What an adorable woman.

Fondly,
Glenda

Susan..... said...

I saved the same magazine. Until I got that issue I'm embarrassed to say I knew her name but not her. Only recently have I started to collect cookbooks from the masters. I think it's time I put hers next to Julia's on my shelf. Thanks for reminding me Mary.

"va tutto bene"

Heather @girlichef.com said...

Another one for my ever-growing "to-make" list. This sounds wonderful. I could make a meal out of it, actually with some of her cheese straws :D

Claudia said...

"Custodian of southern cooking." What a perfect phrase. So far I am making every recipe of hers I have come across. This is no exception.

ImSoVintage said...

What an inspiring story. Would you believe I have never had a turnip. My father was a prisoner of war in WWII and all they had to eat were turnips, so he never allowed them in our home. Have a great day.
Laura

Sue/the view from great island said...

I've made so many vegetable soups in my life, but you've made me realize that I've never had turnip soup. It sounds perfectly down home and Southern, I will try it.

mr. pineapple man said...

Comforting soup! Have a great weekend Mary!

Veronica Gantley said...

Oh Mary, this would make a great Lent recipe. I will just swap out the chicken stock for vegetable. It looks so creamy and good. You picked a great recipe to share with us.

Susan Lindquist said...

What a smooth creamy soup ... the addition of the basil ribbons makes for such a pretty presentation and wonderful green flavour pop! She had such great ideas for dishes, didn't she?

Claudia said...

I'm back. This is simmering on the stove. It's just beautiful in its simplicity.

Susan Lindquist said...

What a smooth creamy soup ... the addition of the basil ribbons makes for such a pretty presentation and wonderful green flavour pop! She had such great ideas for dishes, didn't she?
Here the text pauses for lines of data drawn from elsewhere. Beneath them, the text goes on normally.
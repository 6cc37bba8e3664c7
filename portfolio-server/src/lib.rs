//! Portfolio server - persistence API and image upload relay
//!
//! Serves the single portfolio document the editor syncs against and relays
//! image uploads to the hosted media service.
//!
//! ## Routes
//!
//! - `GET /api/data` - the stored portfolio document, or `null`
//! - `POST /api/data` - overwrite the stored document and return it
//! - `POST /api/upload` - upload an image, returns `{"url": ...}`
//! - `GET /health` - liveness and backend availability

pub mod config;
pub mod db;
pub mod routes;
pub mod server;
pub mod services;
pub mod types;

pub use config::Args;
pub use server::{run, AppState};
pub use types::ServerError;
Karen (Back Road Journal) said...

Mary, I know I will really enjoy this soup. I have a dish I make that is mashed potatoes and turnips that is so good.

SKIP TO MALOU said...

I enjoyed reading this post. It is such an inspiring story of a woman of substance.
I definitely haven't had any soup of this kind, but I am sure it's a wonderful way to start a family meal.
have a great weekend Mary,
malou

Joanne said...

I never really know what to think about turnips but in this soup they look divine!

It's amazing how much Edna lewis achieved. Really amazing.

What's Baking?? said...

Interesting story, Mary. Like your presentation and the soup looks very comforting.

Barbara said...

You certainly chose an unusual dish, Mary. Looks delicious. And your write up was wonderful. Lots of bloggers seem to have met Edna Lewis which has made this week's game changer much more fun!

BeetleBuggy said...

Great story on Edna, Mary! I love the dish you picked out to showcase all that she's achieved. It's such a hearty soup and I can bet that tastes delicious! :)

Mireya @myhealthyeatinghabits said...

Mary, that soup looks so delicious! It reminds me of the wonderful soups my mother-in-law makes. I'll have to try this one.

France@beyondthepeel said...

I've never tried turnip soup but it sounds tasty enough...I think it's the word "silken" that really sell it.

Miranda said...

I have never actually even had a turnip - but I do love a good soup and this one sure does look like the name describes!

Taryn (Have Kitchen, Will Feed) said...

I've been sick for the past few days and this soup looks like just the thing to make me feel better!